Kirjoittanut: Hassan Chakir - tiimistä SYNTRE.

Esseen tyyppi: Akateeminen essee / 3 esseepistettä.
Esseen arvioitu lukuaika on 7 minuuttia.
  1. Introduction

The ability to code is becoming increasingly important in today’s digital age, but why is it so difficult to learn? In this essay, we will explore the challenges of learning to code and potential strategies for overcoming them. We will also discuss the benefits of learning to code, both for personal growth and career success.

  • Why learn to code?

In today’s digital age, learning to code is becoming an increasingly important aspect of one’s skill set. Coding is important for a variety of reasons, making it a vital addition to a person’s toolset. To begin, the ongoing need for coding-related professions is an important consideration. In the near future, the job market is expected to witness significant expansion in fields such as web development, network and computer systems administration, and software development. As a result, learning to code not only opens up lucrative job prospects, but also provides opportunity for ongoing growth and progress.

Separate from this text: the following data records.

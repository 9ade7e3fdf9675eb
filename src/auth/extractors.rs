use axum::{
    async_trait,
    extract::FromRequestParts,
    http::{request::Parts, HeaderMap},
};

use crate::{auth::services::resolve_actor, error::AppError, policy::Actor, state::AppState};

/// Token from an `Authorization: Bearer <token>` header, if any.
pub(crate) fn bearer_token(headers: &HeaderMap) -> Option<&str> {
    let auth = headers
        .get(axum::http::header::AUTHORIZATION)
        .and_then(|h| h.to_str().ok())?;
    auth.strip_prefix("Bearer ")
        .or_else(|| auth.strip_prefix("bearer "))
        .map(str::trim)
        .filter(|t| !t.is_empty())
}

/// Validates the access token and loads the acting user.
pub struct CurrentUser(pub Actor);

#[async_trait]
impl FromRequestParts<AppState> for CurrentUser {
    type Rejection = AppError;

    async fn from_request_parts(
        parts: &mut Parts,
        state: &AppState,
    ) -> Result<Self, Self::Rejection> {
        let actor = resolve_actor(state, bearer_token(&parts.headers)).await?;
        Ok(CurrentUser(actor))
    }
}

#[cfg(test)]
mod tests {
    use super::*;
    use axum::http::HeaderValue;

    fn headers(value: &str) -> HeaderMap {
        let mut h = HeaderMap::new();
        h.insert(
            axum::http::header::AUTHORIZATION,
            HeaderValue::from_str(value).unwrap(),
        );
        h
    }

    #[test]
    fn parses_bearer_scheme() {
        assert_eq!(bearer_token(&headers("Bearer abc")), Some("abc"));
        assert_eq!(bearer_token(&headers("bearer abc")), Some("abc"));
        assert_eq!(bearer_token(&headers("Basic abc")), None);
        assert_eq!(bearer_token(&headers("Bearer ")), None);
        assert_eq!(bearer_token(&HeaderMap::new()), None);
    }
}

Second, aside from its immediate applicability in certain work areas, coding instills a distinct problem-solving mindset. The process of learning to code fosters logical thinking and a methodical approach to problem resolution. This improved problem-solving ability, in turn, helps individuals become more competent at dealing with obstacles, making them useful team members in a variety of professional contexts.

Furthermore, the value of coding goes beyond typically technical occupations, penetrating unexpected fields. Even if you don’t want to be a coder, knowing how to code may help you in a variety of professional settings. Coding abilities may be used to automate repetitive operations, resulting in enhanced efficiency, time savings, and cost effectiveness. This versatility establishes coding as a flexible tool relevant to a wide range of vocations and businesses.

Furthermore, learning to code does not have to be a single task; it can be a collaborative and pleasurable exercise, especially in family contexts. Parents with school-aged children have a rare chance to embark on a coding adventure together, beginning with the basics. This shared experience not only promotes a sense of success, but it also encourages meaningful family time, making the learning process gratifying and fun.

Finally, in today’s digital economy, coding has emerged as a vital professional skill that cuts beyond job titles and sectors. As technology progresses, coding becomes more relevant in a variety of professional sectors. Whether you’re a marketer, a company owner, or just curious about the complexities of coding, learning to code may provide unexpected and major advantages. It not only prepares people to manage the complexity of the digital environment, but it also places them at the forefront of innovation and flexibility in a constantly changing technology context. In summary, coding has become a foundational talent, benefiting both career success and personal growth in a variety of ways.

 

  • Why do we see learning to code as a hard thing to do?

Learning to program can be a challenging task for many individuals. In the book “Making Software: What Really Works, and Why We Believe It” by Andy Oram and Greg Wilson, the authors explore the reasons why programming is difficult to learn.

One of the main reasons why programming is hard to learn is that it is an unnatural activity for humans. Humans are wired for natural language, and programming is the manipulation of an artificial language invented for a particular, relatively unnatural purpose—telling a nonhuman agent (a computer) exactly what to do. This means that programming requires complex mental gymnastics that only a few humans are able to do successfully.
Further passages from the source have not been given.